• La naissance est liée à la nature, la renaissance à la liberté.

    A quelques jours d'intervalle l'abolition de l'esclavage et la naissance d'un enfant

    en la personne duquel les chrétiens voient le Sauveur, évoque des similitudes.

    On naît à la liberté et la liberté fait naître à soi-même.

    Aussi longtemps qu'il est esclave, l'homme est considéré comme un objet.

    L'aliénation dont il souffre fait de lui un non-existant, même à ses propres yeux.

    Il est comme n'étant pas né à l'existence humaine, puisqu'elle seule permet à tout être de pouvoir dire , de s'affirmer face aux autres et à soi-même, d'aimer.

    La libération de l'esclavage a donné légalement à chacun la reconnaissance de sa pleine condition humaine, dont les droits sont l'expression sociale.

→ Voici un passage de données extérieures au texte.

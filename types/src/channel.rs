//! The one-way message channel between chains.
//!
//! The channel carries opaque frames. It guarantees at-least-once delivery and
//! integrity, but not ordering across different messages; the receiving side
//! is responsible for idempotency.

use crate::chain::ChainId;
use crate::message_id::MessageId;
use thiserror::Error;

#[derive(Debug, Error, Clone, PartialEq, Eq)]
pub enum ChannelError {
    #[error("no route to {0}")]
    NoRoute(ChainId),

    #[error("channel closed")]
    Closed,

    #[error("channel rejected message: {0}")]
    Rejected(String),
}

/// Outbound side of the bridge transport.
pub trait MessageChannel {
    /// Hand a frame to the transport for delivery to `dest`. Fire-and-forget.
    fn send(&mut self, dest: ChainId, frame: Vec<u8>) -> Result<MessageId, ChannelError>;
}
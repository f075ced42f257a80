//! Bridge: moving value and its locked rate between two independent ledgers.
//!
//! Outbound: touch and debit the sender on the source ledger, then emit a
//! message carrying the amount and the sender's locked rate.
//! Inbound: reject replays by `(source_chain, nonce)`, then credit the
//! beneficiary with the carried rate (adopted only if its balance was zero).
//!
//! Debit-before-send plus idempotent credit gives at-least-once delivery with
//! at-most-once effect. The two ledgers share nothing but encoded frames.

pub mod consumed;
pub mod coordinator;
pub mod error;
pub mod message;

pub use consumed::ConsumedNonces;
pub use coordinator::{BridgeCoordinator, InboundReceipt, OutboundReceipt};
pub use error::BridgeError;
pub use message::{BridgeMessage, MAX_FRAME_BYTES, WIRE_VERSION};
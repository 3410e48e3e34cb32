//! Debug overlays.

use crate::{BoundingBox, Image};

/// Return a copy of `im` with the outline of `bbox` drawn one pixel wide.
///
/// The right/bottom edges are drawn at `max - 1` (the last pixel inside the
/// half-open box). Parts outside the image are clipped. `color` holds one
/// value per channel; channels it does not cover are drawn as `1.0`.
pub fn draw_bounding_box(im: &Image, bbox: BoundingBox, color: &[f32]) -> Image {
    let mut out = im.clone();
    if bbox.is_empty() {
        return out;
    }

    let (x0, y0) = (bbox.min_x, bbox.min_y);
    let (x1, y1) = (bbox.max_x - 1, bbox.max_y - 1);

    let mut put = |x: i64, y: i64| {
        if x < 0 || y < 0 {
            return;
        }
        for c in 0..out.channels {
            let v = color.get(c).copied().unwrap_or(1.0);
            out.set(x as usize, y as usize, c, v);
        }
    };

    // clip the scan to the image so huge boxes stay cheap
    let (w, h) = (im.width as i64, im.height as i64);
    for x in x0.max(0)..=x1.min(w - 1) {
        put(x, y0);
        put(x, y1);
    }
    for y in y0.max(0)..=y1.min(h - 1) {
        put(x0, y);
        put(x1, y);
    }

    out
}
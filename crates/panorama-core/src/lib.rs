//! Planar homographies and two-view stitching.
//!
//! The crate is purely geometric: it has no file I/O and works on the
//! in-memory [`Image`] type. The pipeline is
//!
//! 1. [`compute_homography`]: 4 correspondences to a 3x3 projective map,
//! 2. [`transformed_bbox`], [`bbox_union`], [`make_translation`]: canvas sizing,
//! 3. [`apply_homography`] / [`apply_homography_fast`]: inverse-mapping warps,
//! 4. [`stitch`]: the composition of the above.
//!
//! ```
//! use panorama_core::{stitch, CorrespondencePair, Image};
//!
//! let left = Image::filled(40, 30, 3, 0.25);
//! let right = Image::filled(40, 30, 3, 0.75);
//! // `left` overlaps `right` by 10 columns
//! let pairs = [(0.0, 0.0), (40.0, 0.0), (40.0, 30.0), (0.0, 30.0)]
//!     .map(|(x, y)| CorrespondencePair::from_coords(x, y, x - 30.0, y));
//!
//! let pano = stitch(&left, &right, &pairs).expect("stitch");
//! assert_eq!((pano.width, pano.height), (70, 30));
//! ```

mod bbox;
mod draw;
mod homography;
mod image;
mod logger;
mod stitch;
mod warp;

pub use bbox::{bbox_union, make_translation, transformed_bbox, BoundingBox, COORD_LIMIT};
pub use draw::draw_bounding_box;
pub use homography::{
    compute_homography, compute_homography_from_slice, CorrespondencePair, Homography,
    HomographyError,
};
pub use image::{sample_bilinear, sample_nearest, Image, ImageError};
pub use stitch::{stitch, stitch_detailed, stitch_with, StitchError, StitchParams, StitchResult};
pub use warp::{apply_homography, apply_homography_fast, Interpolation, WarpError};

#[cfg(feature = "tracing")]
pub use logger::init_tracing;

pub use logger::init_with_level;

    La libération est-elle entière pour autant ?

    Suffit-il de reconnaître des droits à quelqu'un pour qu'il existe et naisse à soi-même ?

    N'est-ce pas une simple étape qui risque de rester théorique, un subterfuge hypocrite?

    Accéder à la liberté, ce n'est pas simplement avoir des droits reconnus, c'est avoir la possibilité concrète, sociale, économique et culturelle de fêter la libération de l'esclavage, c'est jeter un regard en arrière et célébrer la naissance d'un peuple d'hommes libres, reconnus enfin par tous dans leur dignité.

    C'est aussi observer le présent et savoir y déceler les nouvelles formes d'esclavage.

    Il existe, nous le savons, des formes résiduelles d'esclavage "à l'ancienne" dans plusieurs pays de la planète à quoi s'ajoutent des formes larvées d'esclavage liées au travail clandestin, au travail des enfants, à la condition des femmes...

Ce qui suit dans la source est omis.